Task details>
In the entries that follow, find every line containing "state" and copy it.

Excerpted data>
----
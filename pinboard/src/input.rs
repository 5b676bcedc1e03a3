use crate::easing::ease_step;
use crate::math::clamp_symmetric;
use crate::{
    Axis, ContainerRect, DeltaMode, Key, PinboardOptions, PointerInput, PointerKind, Recenter,
    Vec2, Viewport, WheelInput,
};

#[derive(Clone, Copy, Debug, PartialEq)]
struct Drag {
    start_pointer: Vec2,
    start_offset: Vec2,
}

#[derive(Clone, Copy, Debug, PartialEq)]
enum Hold {
    Idle,
    /// Pointer is down and has not moved; auto-scroll starts at `deadline_ms`.
    Armed { deadline_ms: u64, pointer_y: f64 },
    AutoScrolling { direction: f64, prev_ms: Option<u64> },
}

/// Turns wheel, touch, mouse drag, press-and-hold and keyboard input into a single scroll
/// target, and eases the native scroll offset toward it once per animation frame.
///
/// The controller owns the target. Besides its own input handlers, only a plane recenter
/// (through [`crate::InfinitePlane::maintain`]) may rewrite it.
///
/// Frames and timers are modelled as state the host polls:
/// - [`InputController::needs_frame`]: schedule an animation frame and call
///   [`InputController::tick`] in it.
/// - [`InputController::next_timer_ms`]: wake up at that time and call
///   [`InputController::fire_timers`].
///
/// Superseding input clears the pending state it replaces, so a stale hold timer can never
/// fire after a release.
#[derive(Clone, Copy, Debug)]
pub struct InputController {
    options: PinboardOptions,
    target: Vec2,
    touch: Option<Vec2>,
    drag: Option<Drag>,
    hold: Hold,
    easing: bool,
}

impl InputController {
    pub fn new(options: PinboardOptions) -> Self {
        Self {
            options,
            target: Vec2::ZERO,
            touch: None,
            drag: None,
            hold: Hold::Idle,
            easing: false,
        }
    }

    pub fn options(&self) -> &PinboardOptions {
        &self.options
    }

    /// The native scroll offset the easing loop is animating toward.
    pub fn target(&self) -> Vec2 {
        self.target
    }

    pub fn is_dragging(&self) -> bool {
        self.drag.is_some()
    }

    pub fn is_touching(&self) -> bool {
        self.touch.is_some()
    }

    pub fn is_hold_armed(&self) -> bool {
        matches!(self.hold, Hold::Armed { .. })
    }

    pub fn is_auto_scrolling(&self) -> bool {
        matches!(self.hold, Hold::AutoScrolling { .. })
    }

    /// `true` while the easing loop has not converged.
    pub fn is_easing(&self) -> bool {
        self.easing
    }

    pub fn needs_frame(&self) -> bool {
        self.easing || self.is_auto_scrolling()
    }

    /// Deadline of the pending press-and-hold timer, if any.
    pub fn next_timer_ms(&self) -> Option<u64> {
        match self.hold {
            Hold::Armed { deadline_ms, .. } => Some(deadline_ms),
            _ => None,
        }
    }

    /// Places the target without animating (mount).
    pub(crate) fn reset_target(&mut self, target: Vec2) {
        self.target = target;
        self.easing = false;
    }

    /// Follows a plane recenter: the target jumps to the new native offset on every tripped
    /// axis, and an active drag keeps its absolute mapping.
    pub(crate) fn on_recenter(&mut self, recenter: &Recenter) {
        for axis in Axis::BOTH {
            if !recenter.tripped(axis) {
                continue;
            }
            *self.target.axis_mut(axis) = recenter.scroll_to.axis(axis);
            if let Some(drag) = &mut self.drag {
                *drag.start_offset.axis_mut(axis) -= recenter.delta.axis(axis);
            }
        }
    }

    fn nudge(&mut self, delta: Vec2) {
        self.target += delta;
        self.easing = true;
    }

    /// Returns `true` when the host must suppress the native wheel scroll.
    pub fn on_wheel(&mut self, wheel: WheelInput, viewport: Viewport) -> bool {
        if wheel.ctrl_key {
            return false;
        }
        if !wheel.delta.is_finite() {
            pwarn!("InputController: dropping non-finite wheel delta");
            return false;
        }
        let unit = match wheel.mode {
            DeltaMode::Pixel => 1.0,
            DeltaMode::Line => self.options.line_height,
            DeltaMode::Page => viewport.height,
        };
        let max = self.options.clamp_max_delta;
        let speed = self.options.wheel_speed;
        let delta = Vec2::new(
            clamp_symmetric(wheel.delta.x * unit * speed, max),
            clamp_symmetric(wheel.delta.y * unit * speed, max),
        );
        ptrace!(dx = delta.x, dy = delta.y, "wheel");
        self.nudge(delta);
        true
    }

    /// Starts a single-finger drag from the current native offset.
    pub fn on_touch_start(&mut self, touches: &[Vec2], scroll: Vec2) {
        let [point] = touches else {
            return;
        };
        if !point.is_finite() {
            return;
        }
        self.touch = Some(*point);
        self.target = scroll;
    }

    /// Returns `true` when the host must suppress the native touch scroll.
    pub fn on_touch_move(&mut self, touches: &[Vec2]) -> bool {
        let Some(last) = self.touch else {
            return false;
        };
        let [point] = touches else {
            return false;
        };
        if !point.is_finite() {
            return false;
        }
        let max = self.options.clamp_max_delta;
        let speed = self.options.touch_speed;
        let delta = Vec2::new(
            clamp_symmetric((last.x - point.x) * speed, max),
            clamp_symmetric((last.y - point.y) * speed, max),
        );
        self.touch = Some(*point);
        self.nudge(delta);
        true
    }

    pub fn on_touch_end(&mut self) {
        self.touch = None;
    }

    /// Begins a mouse drag and arms the press-and-hold timer.
    ///
    /// Returns `true` when a drag started (primary mouse button only); hosts typically switch
    /// to a grabbing cursor and disable text selection.
    pub fn on_pointer_down(&mut self, pointer: PointerInput, scroll: Vec2, now_ms: u64) -> bool {
        if pointer.button != 0 || pointer.kind != PointerKind::Mouse {
            return false;
        }
        if !pointer.position.is_finite() || !scroll.is_finite() {
            return false;
        }
        self.drag = Some(Drag {
            start_pointer: pointer.position,
            start_offset: scroll,
        });
        self.hold = Hold::Armed {
            deadline_ms: now_ms.saturating_add(self.options.hold_delay_ms),
            pointer_y: pointer.position.y,
        };
        true
    }

    /// Returns `true` when the host must suppress the default pointer action.
    pub fn on_pointer_move(&mut self, position: Vec2) -> bool {
        let Some(drag) = self.drag else {
            return false;
        };
        if !position.is_finite() {
            return false;
        }
        self.hold = Hold::Idle;
        let moved = (position - drag.start_pointer) * self.options.drag_speed;
        self.target = drag.start_offset - moved;
        self.easing = true;
        true
    }

    /// Ends a drag or hold. Hosts route pointer-up, pointer-cancel and document mouse-leave
    /// here. Returns `true` when a drag was active.
    pub fn on_pointer_up(&mut self) -> bool {
        self.hold = Hold::Idle;
        self.drag.take().is_some()
    }

    /// Returns `true` when the key was used (the host should suppress its default action).
    pub fn on_key(&mut self, key: Key, viewport: Viewport) -> bool {
        let w = viewport.width;
        let h = viewport.height;
        let arrow = self.options.arrow_step_fraction;
        let page = self.options.page_step_fraction;
        let delta = match key {
            Key::ArrowDown => Vec2::new(0.0, h * arrow),
            Key::ArrowUp => Vec2::new(0.0, -h * arrow),
            Key::PageDown => Vec2::new(0.0, h * page),
            Key::PageUp => Vec2::new(0.0, -h * page),
            Key::ArrowRight => Vec2::new(w * arrow, 0.0),
            Key::ArrowLeft => Vec2::new(-w * arrow, 0.0),
            Key::Home => {
                self.target.y = 0.0;
                Vec2::ZERO
            }
            Key::End => {
                self.target.y = (self.options.plane_height - h).max(0.0);
                Vec2::ZERO
            }
            Key::Other => return false,
        };
        self.nudge(delta);
        true
    }

    /// Fires the press-and-hold timer once its deadline has passed.
    ///
    /// The auto-scroll direction is up when the pointer sits in the upper half of the
    /// container, down otherwise.
    pub fn fire_timers(&mut self, now_ms: u64, container: ContainerRect) {
        let Hold::Armed {
            deadline_ms,
            pointer_y,
        } = self.hold
        else {
            return;
        };
        if now_ms < deadline_ms || self.drag.is_none() {
            return;
        }
        let direction = if pointer_y < container.center_y() {
            -1.0
        } else {
            1.0
        };
        pdebug!(direction, "hold auto-scroll started");
        self.hold = Hold::AutoScrolling {
            direction,
            prev_ms: None,
        };
    }

    /// Runs one animation frame: advances auto-scroll, then eases `scroll` toward the target.
    ///
    /// Returns the offset to write into the native container, or `None` when nothing moves.
    pub fn tick(&mut self, now_ms: u64, scroll: Vec2) -> Option<Vec2> {
        if let Hold::AutoScrolling { direction, prev_ms } = self.hold {
            if self.drag.is_none() {
                self.hold = Hold::Idle;
            } else {
                let dt_ms = prev_ms.map_or(0, |prev| now_ms.saturating_sub(prev));
                let dy = direction * self.options.hold_speed_px_s * dt_ms as f64 / 1000.0;
                self.hold = Hold::AutoScrolling {
                    direction,
                    prev_ms: Some(now_ms),
                };
                self.nudge(Vec2::new(0.0, dy));
            }
        }

        if !self.easing || !scroll.is_finite() {
            return None;
        }
        let step = ease_step(scroll, self.target, self.options.ease_k, self.options.stop_eps);
        if step.converged {
            self.easing = false;
        }
        (step.offset != scroll).then_some(step.offset)
    }

    /// Drops every pending timer, frame and gesture (unmount).
    pub fn cancel_all(&mut self) {
        self.touch = None;
        self.drag = None;
        self.hold = Hold::Idle;
        self.easing = false;
    }
}
use thiserror::Error;

/// A configuration that would break one of the engine's invariants.
#[derive(Clone, Copy, Debug, PartialEq, Error)]
pub enum OptionsError {
    #[error("`{field}` must be finite (got {value})")]
    NotFinite { field: &'static str, value: f64 },

    #[error("`{field}` must be greater than zero (got {value})")]
    NotPositive { field: &'static str, value: f64 },

    #[error("ease_k must be in (0, 1) (got {0})")]
    EaseOutOfRange(f64),

    #[error("edge_guard {guard} leaves no interior on a {plane}px plane axis")]
    GuardTooLarge { guard: f64, plane: f64 },

    #[error("min_columns must be at least 1")]
    ZeroMinColumns,

    #[error("min_columns ({min}) exceeds max_columns ({max})")]
    ColumnRange { min: usize, max: usize },

    #[error("stagger_count must be at least 1")]
    ZeroStagger,
}
#[cfg(not(feature = "std"))]
use alloc::collections::BTreeMap;
#[cfg(feature = "std")]
use std::collections::HashMap;

/// Measured tile heights keyed by tile id.
#[cfg(feature = "std")]
pub type HeightMap<K> = HashMap<K, f64>;
#[cfg(not(feature = "std"))]
pub type HeightMap<K> = BTreeMap<K, f64>;

/// Bound for tile ids used as map keys.
#[cfg(feature = "std")]
pub trait TileKey: core::hash::Hash + Eq {}
#[cfg(feature = "std")]
impl<K: core::hash::Hash + Eq> TileKey for K {}

#[cfg(not(feature = "std"))]
pub trait TileKey: Ord {}
#[cfg(not(feature = "std"))]
impl<K: Ord> TileKey for K {}
#[cfg(feature = "tracing")]
macro_rules! ptrace {
    ($($tt:tt)*) => {
        tracing::trace!(target: "pinboard", $($tt)*)
    };
}

#[cfg(not(feature = "tracing"))]
macro_rules! ptrace {
    ($($tt:tt)*) => {};
}

#[cfg(feature = "tracing")]
macro_rules! pdebug {
    ($($tt:tt)*) => {
        tracing::debug!(target: "pinboard", $($tt)*)
    };
}

#[cfg(not(feature = "tracing"))]
macro_rules! pdebug {
    ($($tt:tt)*) => {};
}

#[cfg(feature = "tracing")]
macro_rules! pwarn {
    ($($tt:tt)*) => {
        tracing::warn!(target: "pinboard", $($tt)*)
    };
}

#[cfg(not(feature = "tracing"))]
macro_rules! pwarn {
    ($($tt:tt)*) => {};
}
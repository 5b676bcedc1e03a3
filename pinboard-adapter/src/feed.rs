use alloc::vec::Vec;

use pinboard::PageStatus;

/// The data layer behind a pinboard.
///
/// `len` is the number of tiles in the repeating pattern. Sources backed by a filtered list
/// usually report the length of a [`TileFeed`] so a temporarily empty filter result does not
/// collapse the board.
pub trait TileSource {
    fn len(&self) -> usize;

    fn is_empty(&self) -> bool {
        self.len() == 0
    }

    fn status(&self) -> PageStatus;

    /// Starts loading the next page. Called at most once per debounce window.
    fn request_more(&mut self);
}

/// Keeps the last non-empty tile list as the pattern.
///
/// Filtering can briefly produce an empty list (e.g. while a new page loads); the board keeps
/// repeating the previous tiles instead of going blank.
#[derive(Clone, Debug)]
pub struct TileFeed<T> {
    stable: Vec<T>,
}

impl<T> TileFeed<T> {
    pub fn new() -> Self {
        Self { stable: Vec::new() }
    }

    /// Offers the current tile list. An empty list keeps the previous pattern.
    ///
    /// Returns the pattern to render.
    pub fn observe(&mut self, tiles: Vec<T>) -> &[T] {
        if !tiles.is_empty() {
            self.stable = tiles;
        }
        &self.stable
    }

    pub fn pattern(&self) -> &[T] {
        &self.stable
    }

    pub fn len(&self) -> usize {
        self.stable.len()
    }

    pub fn is_empty(&self) -> bool {
        self.stable.is_empty()
    }

    /// Forgets the pattern (e.g. the user switched boards).
    pub fn clear(&mut self) {
        self.stable.clear();
    }
}

impl<T> Default for TileFeed<T> {
    fn default() -> Self {
        Self::new()
    }
}
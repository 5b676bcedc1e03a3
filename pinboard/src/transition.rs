/// Delays adoption of the measured column count.
///
/// The board opens with a dense placeholder count and switches to the measured one after a
/// fixed delay. Every new measurement cancels the pending switch and re-arms the delay.
#[derive(Clone, Copy, Debug, PartialEq, Eq)]
pub struct ColumnTransition {
    current: usize,
    measured: Option<usize>,
    deadline_ms: Option<u64>,
    delay_ms: u64,
}

impl ColumnTransition {
    pub fn new(placeholder: usize, delay_ms: u64) -> Self {
        Self {
            current: placeholder.max(1),
            measured: None,
            deadline_ms: None,
            delay_ms,
        }
    }

    /// The column count to lay out right now.
    pub fn current(&self) -> usize {
        self.current
    }

    /// The latest measured count, once known.
    pub fn measured(&self) -> Option<usize> {
        self.measured
    }

    pub fn next_timer_ms(&self) -> Option<u64> {
        self.deadline_ms
    }

    /// Records a measured count. A change (or the first measurement) re-arms the delay.
    pub fn set_measured(&mut self, columns: usize, now_ms: u64) {
        let columns = columns.max(1);
        if self.measured == Some(columns) {
            return;
        }
        self.measured = Some(columns);
        self.deadline_ms = Some(now_ms.saturating_add(self.delay_ms));
    }

    /// Applies the pending switch once due. Returns `true` when `current` changed.
    pub fn fire_timers(&mut self, now_ms: u64) -> bool {
        let Some(deadline) = self.deadline_ms else {
            return false;
        };
        if now_ms < deadline {
            return false;
        }
        self.deadline_ms = None;
        let Some(measured) = self.measured else {
            return false;
        };
        if self.current == measured {
            return false;
        }
        pdebug!(from = self.current, to = measured, "column count transition");
        self.current = measured;
        true
    }

    pub fn cancel(&mut self) {
        self.deadline_ms = None;
    }
}
use crate::{Axis, InputController, PinboardOptions, Recenter, Vec2, Viewport};

/// Emulates an unbounded 2D scroll space on top of a finite native scroll container.
///
/// The container hosts a large fixed plane. The visible window starts at the plane's center
/// and is silently moved back there whenever the native offset enters the edge guard; the
/// distance travelled is accumulated in [`InfinitePlane::origin`], so
/// `virtual = origin + native offset` stays continuous across recenters.
///
/// The reentrancy guard is a plain flag: the recenter's own scroll write must not trigger a
/// second recenter before the next animation frame clears it. It assumes the single-threaded
/// host model and is not a synchronization primitive.
#[derive(Clone, Copy, Debug, PartialEq)]
pub struct InfinitePlane {
    width: f64,
    height: f64,
    edge_guard: f64,
    origin: Vec2,
    recentering: bool,
    recenter_count: u64,
}

impl InfinitePlane {
    pub fn new(options: &PinboardOptions) -> Self {
        Self {
            width: options.plane_width,
            height: options.plane_height,
            edge_guard: options.edge_guard,
            origin: Vec2::ZERO,
            recentering: false,
            recenter_count: 0,
        }
    }

    pub fn width(&self) -> f64 {
        self.width
    }

    pub fn height(&self) -> f64 {
        self.height
    }

    /// Offset between virtual and native coordinates.
    pub fn origin(&self) -> Vec2 {
        self.origin
    }

    /// `true` between a recenter and the next [`InfinitePlane::end_frame`].
    pub fn is_recentering(&self) -> bool {
        self.recentering
    }

    /// Number of recenters since mount.
    pub fn recenter_count(&self) -> u64 {
        self.recenter_count
    }

    /// The native offset that centers `viewport` on the plane.
    pub fn center(&self, viewport: Viewport) -> Vec2 {
        Vec2::new(
            (self.width - viewport.width) / 2.0,
            (self.height - viewport.height) / 2.0,
        )
    }

    /// Centers the window and sets the origin so the virtual position starts at `(0, 0)`.
    ///
    /// Returns the native offset the host must apply.
    pub fn mount(&mut self, viewport: Viewport, input: &mut InputController) -> Vec2 {
        let center = self.center(viewport);
        self.origin = -center;
        self.recentering = false;
        self.recenter_count = 0;
        input.reset_target(center);
        pdebug!(cx = center.x, cy = center.y, "plane mounted");
        center
    }

    /// Virtual position for a native scroll offset. Always recomputed, never cached.
    pub fn virtual_position(&self, scroll: Vec2) -> Vec2 {
        self.origin + scroll
    }

    fn tripped(&self, axis: Axis, offset: f64, viewport: Viewport) -> bool {
        let (plane, view) = match axis {
            Axis::X => (self.width, viewport.width),
            Axis::Y => (self.height, viewport.height),
        };
        offset < self.edge_guard || offset > plane - view - self.edge_guard
    }

    /// Recenters every axis whose native offset entered the edge guard.
    ///
    /// On a recenter the origin absorbs `offset - center`, the returned
    /// [`Recenter::scroll_to`] puts the tripped axes back at the center, and the input
    /// controller's target follows so easing does not pull the window back. Axes that did
    /// not trip keep their offset.
    pub fn maintain(
        &mut self,
        scroll: Vec2,
        viewport: Viewport,
        input: &mut InputController,
    ) -> Option<Recenter> {
        if self.recentering || !scroll.is_finite() || !viewport.is_measurable() {
            return None;
        }
        let center = self.center(viewport);
        let mut recenter = Recenter {
            delta: Vec2::ZERO,
            scroll_to: scroll,
            x: false,
            y: false,
        };
        for axis in Axis::BOTH {
            let offset = scroll.axis(axis);
            if !self.tripped(axis, offset, viewport) {
                continue;
            }
            *recenter.delta.axis_mut(axis) = offset - center.axis(axis);
            *recenter.scroll_to.axis_mut(axis) = center.axis(axis);
            match axis {
                Axis::X => recenter.x = true,
                Axis::Y => recenter.y = true,
            }
        }
        if !recenter.x && !recenter.y {
            return None;
        }

        self.recentering = true;
        self.recenter_count = self.recenter_count.saturating_add(1);
        self.origin += recenter.delta;
        input.on_recenter(&recenter);
        pdebug!(
            dx = recenter.delta.x,
            dy = recenter.delta.y,
            origin_x = self.origin.x,
            origin_y = self.origin.y,
            "plane recentered"
        );
        Some(recenter)
    }

    /// Clears the reentrancy guard. Call at the start of the next animation frame.
    pub fn end_frame(&mut self) {
        self.recentering = false;
    }
}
----
Response for this exercise>
/// Frames and timers are modelled as state the host polls:
/// Superseding input clears the pending state it replaces, so a stale hold timer can never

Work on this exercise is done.